Stored data entries
........

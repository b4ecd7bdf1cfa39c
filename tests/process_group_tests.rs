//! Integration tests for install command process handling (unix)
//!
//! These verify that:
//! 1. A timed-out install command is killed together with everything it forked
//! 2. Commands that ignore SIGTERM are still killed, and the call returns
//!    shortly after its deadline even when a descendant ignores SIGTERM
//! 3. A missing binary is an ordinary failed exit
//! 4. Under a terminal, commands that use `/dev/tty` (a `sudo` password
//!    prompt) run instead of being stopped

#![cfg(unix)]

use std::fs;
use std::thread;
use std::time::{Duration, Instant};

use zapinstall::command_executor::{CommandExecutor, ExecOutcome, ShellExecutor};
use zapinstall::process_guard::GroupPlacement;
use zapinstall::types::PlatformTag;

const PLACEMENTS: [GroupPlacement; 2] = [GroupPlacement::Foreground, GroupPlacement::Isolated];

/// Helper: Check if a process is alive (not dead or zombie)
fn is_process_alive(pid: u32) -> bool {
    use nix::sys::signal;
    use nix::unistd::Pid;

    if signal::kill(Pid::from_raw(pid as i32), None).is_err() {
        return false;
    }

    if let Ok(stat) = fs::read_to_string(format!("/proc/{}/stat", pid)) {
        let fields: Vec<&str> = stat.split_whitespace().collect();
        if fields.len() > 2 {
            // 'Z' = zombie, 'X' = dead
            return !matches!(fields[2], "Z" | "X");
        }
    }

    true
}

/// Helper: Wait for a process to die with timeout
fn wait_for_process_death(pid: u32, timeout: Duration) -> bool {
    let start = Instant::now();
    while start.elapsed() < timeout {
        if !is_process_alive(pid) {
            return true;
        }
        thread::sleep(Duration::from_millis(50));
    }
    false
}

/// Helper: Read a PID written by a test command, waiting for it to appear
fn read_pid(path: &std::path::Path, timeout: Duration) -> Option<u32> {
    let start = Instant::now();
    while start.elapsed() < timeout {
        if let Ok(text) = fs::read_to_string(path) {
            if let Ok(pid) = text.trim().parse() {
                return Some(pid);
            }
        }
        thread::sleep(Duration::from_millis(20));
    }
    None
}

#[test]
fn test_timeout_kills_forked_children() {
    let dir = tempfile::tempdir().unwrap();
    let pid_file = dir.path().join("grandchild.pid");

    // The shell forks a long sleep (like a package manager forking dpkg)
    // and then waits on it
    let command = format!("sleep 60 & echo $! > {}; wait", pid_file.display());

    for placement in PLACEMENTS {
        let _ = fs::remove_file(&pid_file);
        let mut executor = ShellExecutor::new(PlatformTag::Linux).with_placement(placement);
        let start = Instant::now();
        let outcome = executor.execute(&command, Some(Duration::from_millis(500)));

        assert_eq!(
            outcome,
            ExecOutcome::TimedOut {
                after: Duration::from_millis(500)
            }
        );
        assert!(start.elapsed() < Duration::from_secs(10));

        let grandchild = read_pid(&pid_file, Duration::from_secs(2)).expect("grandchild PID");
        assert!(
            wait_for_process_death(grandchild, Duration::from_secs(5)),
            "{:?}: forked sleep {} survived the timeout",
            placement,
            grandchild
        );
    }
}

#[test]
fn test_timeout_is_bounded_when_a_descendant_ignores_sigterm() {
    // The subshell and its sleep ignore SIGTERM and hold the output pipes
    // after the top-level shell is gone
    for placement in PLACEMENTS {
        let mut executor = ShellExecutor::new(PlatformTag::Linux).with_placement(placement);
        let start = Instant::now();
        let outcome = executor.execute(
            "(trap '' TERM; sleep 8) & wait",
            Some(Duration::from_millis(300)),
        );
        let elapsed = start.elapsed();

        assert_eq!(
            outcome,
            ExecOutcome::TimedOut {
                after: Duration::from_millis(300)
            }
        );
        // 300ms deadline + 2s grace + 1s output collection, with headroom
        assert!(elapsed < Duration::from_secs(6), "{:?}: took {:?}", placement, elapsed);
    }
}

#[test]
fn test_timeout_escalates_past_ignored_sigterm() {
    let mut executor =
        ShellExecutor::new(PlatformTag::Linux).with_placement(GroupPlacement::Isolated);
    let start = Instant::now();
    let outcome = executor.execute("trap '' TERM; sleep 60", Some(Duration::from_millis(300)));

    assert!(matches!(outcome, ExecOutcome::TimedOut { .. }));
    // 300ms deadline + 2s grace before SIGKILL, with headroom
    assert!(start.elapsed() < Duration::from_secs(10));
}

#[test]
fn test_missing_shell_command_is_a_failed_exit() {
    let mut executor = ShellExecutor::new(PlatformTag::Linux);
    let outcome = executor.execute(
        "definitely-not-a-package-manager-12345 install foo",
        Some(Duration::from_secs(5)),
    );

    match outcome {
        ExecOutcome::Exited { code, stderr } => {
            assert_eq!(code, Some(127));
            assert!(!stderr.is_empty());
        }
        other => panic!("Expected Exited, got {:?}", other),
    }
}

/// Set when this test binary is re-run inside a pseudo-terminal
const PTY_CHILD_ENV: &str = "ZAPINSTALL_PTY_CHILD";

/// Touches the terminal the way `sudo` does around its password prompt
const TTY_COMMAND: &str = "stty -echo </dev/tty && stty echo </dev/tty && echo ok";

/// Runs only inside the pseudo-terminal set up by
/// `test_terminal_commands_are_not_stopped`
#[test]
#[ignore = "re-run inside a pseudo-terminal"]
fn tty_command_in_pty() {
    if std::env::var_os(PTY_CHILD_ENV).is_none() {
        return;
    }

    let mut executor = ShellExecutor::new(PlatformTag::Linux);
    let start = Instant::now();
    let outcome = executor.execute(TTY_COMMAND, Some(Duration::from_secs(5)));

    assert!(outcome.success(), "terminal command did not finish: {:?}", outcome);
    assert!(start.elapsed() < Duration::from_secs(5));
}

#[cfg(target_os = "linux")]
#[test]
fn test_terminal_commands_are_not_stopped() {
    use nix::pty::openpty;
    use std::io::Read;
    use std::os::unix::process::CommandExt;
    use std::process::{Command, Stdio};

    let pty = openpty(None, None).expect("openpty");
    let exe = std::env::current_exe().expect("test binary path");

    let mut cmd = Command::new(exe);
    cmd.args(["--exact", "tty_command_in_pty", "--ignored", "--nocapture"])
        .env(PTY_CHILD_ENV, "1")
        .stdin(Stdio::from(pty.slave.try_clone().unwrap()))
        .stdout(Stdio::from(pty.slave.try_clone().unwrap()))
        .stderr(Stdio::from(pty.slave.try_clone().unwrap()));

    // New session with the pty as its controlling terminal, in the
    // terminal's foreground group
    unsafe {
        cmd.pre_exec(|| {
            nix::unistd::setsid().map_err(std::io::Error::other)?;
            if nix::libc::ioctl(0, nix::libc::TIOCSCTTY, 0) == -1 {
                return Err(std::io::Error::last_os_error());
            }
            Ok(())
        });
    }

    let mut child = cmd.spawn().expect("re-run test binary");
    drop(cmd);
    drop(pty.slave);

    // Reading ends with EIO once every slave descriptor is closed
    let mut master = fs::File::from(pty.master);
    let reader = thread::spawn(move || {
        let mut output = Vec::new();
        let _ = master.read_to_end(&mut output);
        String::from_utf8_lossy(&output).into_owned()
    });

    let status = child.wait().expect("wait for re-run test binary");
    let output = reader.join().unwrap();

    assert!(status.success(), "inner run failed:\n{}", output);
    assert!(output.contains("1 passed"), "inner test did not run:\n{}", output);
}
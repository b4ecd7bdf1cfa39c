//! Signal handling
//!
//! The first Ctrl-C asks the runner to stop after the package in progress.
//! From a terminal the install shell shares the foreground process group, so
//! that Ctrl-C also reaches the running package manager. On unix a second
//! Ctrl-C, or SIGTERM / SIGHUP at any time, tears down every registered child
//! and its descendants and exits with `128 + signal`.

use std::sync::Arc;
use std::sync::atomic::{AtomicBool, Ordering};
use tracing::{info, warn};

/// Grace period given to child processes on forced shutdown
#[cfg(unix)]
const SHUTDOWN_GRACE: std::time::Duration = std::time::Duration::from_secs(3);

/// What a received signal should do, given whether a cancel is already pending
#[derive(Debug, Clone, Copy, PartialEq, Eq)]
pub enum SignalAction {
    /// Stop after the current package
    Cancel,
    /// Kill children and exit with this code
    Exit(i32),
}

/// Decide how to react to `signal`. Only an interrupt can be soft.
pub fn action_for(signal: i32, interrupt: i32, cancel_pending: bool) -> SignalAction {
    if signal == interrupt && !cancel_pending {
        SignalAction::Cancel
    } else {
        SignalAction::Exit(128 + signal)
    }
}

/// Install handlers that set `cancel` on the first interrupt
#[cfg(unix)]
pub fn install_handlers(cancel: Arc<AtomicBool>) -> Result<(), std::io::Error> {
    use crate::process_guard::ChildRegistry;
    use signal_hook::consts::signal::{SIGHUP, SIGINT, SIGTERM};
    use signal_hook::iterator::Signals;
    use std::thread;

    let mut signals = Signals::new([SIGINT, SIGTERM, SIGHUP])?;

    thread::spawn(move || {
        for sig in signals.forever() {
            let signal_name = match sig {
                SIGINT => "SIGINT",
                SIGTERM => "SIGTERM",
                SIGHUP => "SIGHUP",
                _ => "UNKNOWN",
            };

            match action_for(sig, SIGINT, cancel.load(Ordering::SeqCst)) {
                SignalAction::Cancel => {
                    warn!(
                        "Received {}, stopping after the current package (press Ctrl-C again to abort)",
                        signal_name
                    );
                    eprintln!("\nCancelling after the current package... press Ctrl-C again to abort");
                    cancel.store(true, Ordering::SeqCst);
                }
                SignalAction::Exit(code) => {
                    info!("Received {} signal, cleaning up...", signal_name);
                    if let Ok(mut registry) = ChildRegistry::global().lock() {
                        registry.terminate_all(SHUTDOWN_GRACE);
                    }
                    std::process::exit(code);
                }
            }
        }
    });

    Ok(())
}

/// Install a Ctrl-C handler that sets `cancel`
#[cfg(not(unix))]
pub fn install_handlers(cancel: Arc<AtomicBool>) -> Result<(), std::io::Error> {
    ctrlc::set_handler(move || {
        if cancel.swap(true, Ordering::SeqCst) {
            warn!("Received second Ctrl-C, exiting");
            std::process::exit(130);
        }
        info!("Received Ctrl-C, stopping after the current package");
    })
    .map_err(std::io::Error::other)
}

........

EXERCISE DIRECTIONS ▸ From the opening line of the data above, please print each line as written up to and including the line that contains "descendant ignores SIGTERM", and nothing more.

RESPONSE FOR THIS EXERCISE ▸
repository b4ecd7bdf1cfa39c
filename tests/process_group_tests.rs
//! Integration tests for install command process handling (unix)
//!
//! These verify that:
//! 1. A timed-out install command is killed together with everything it forked
//! 2. Commands that ignore SIGTERM are still killed, and the call returns
//!    shortly after its deadline even when a descendant ignores SIGTERM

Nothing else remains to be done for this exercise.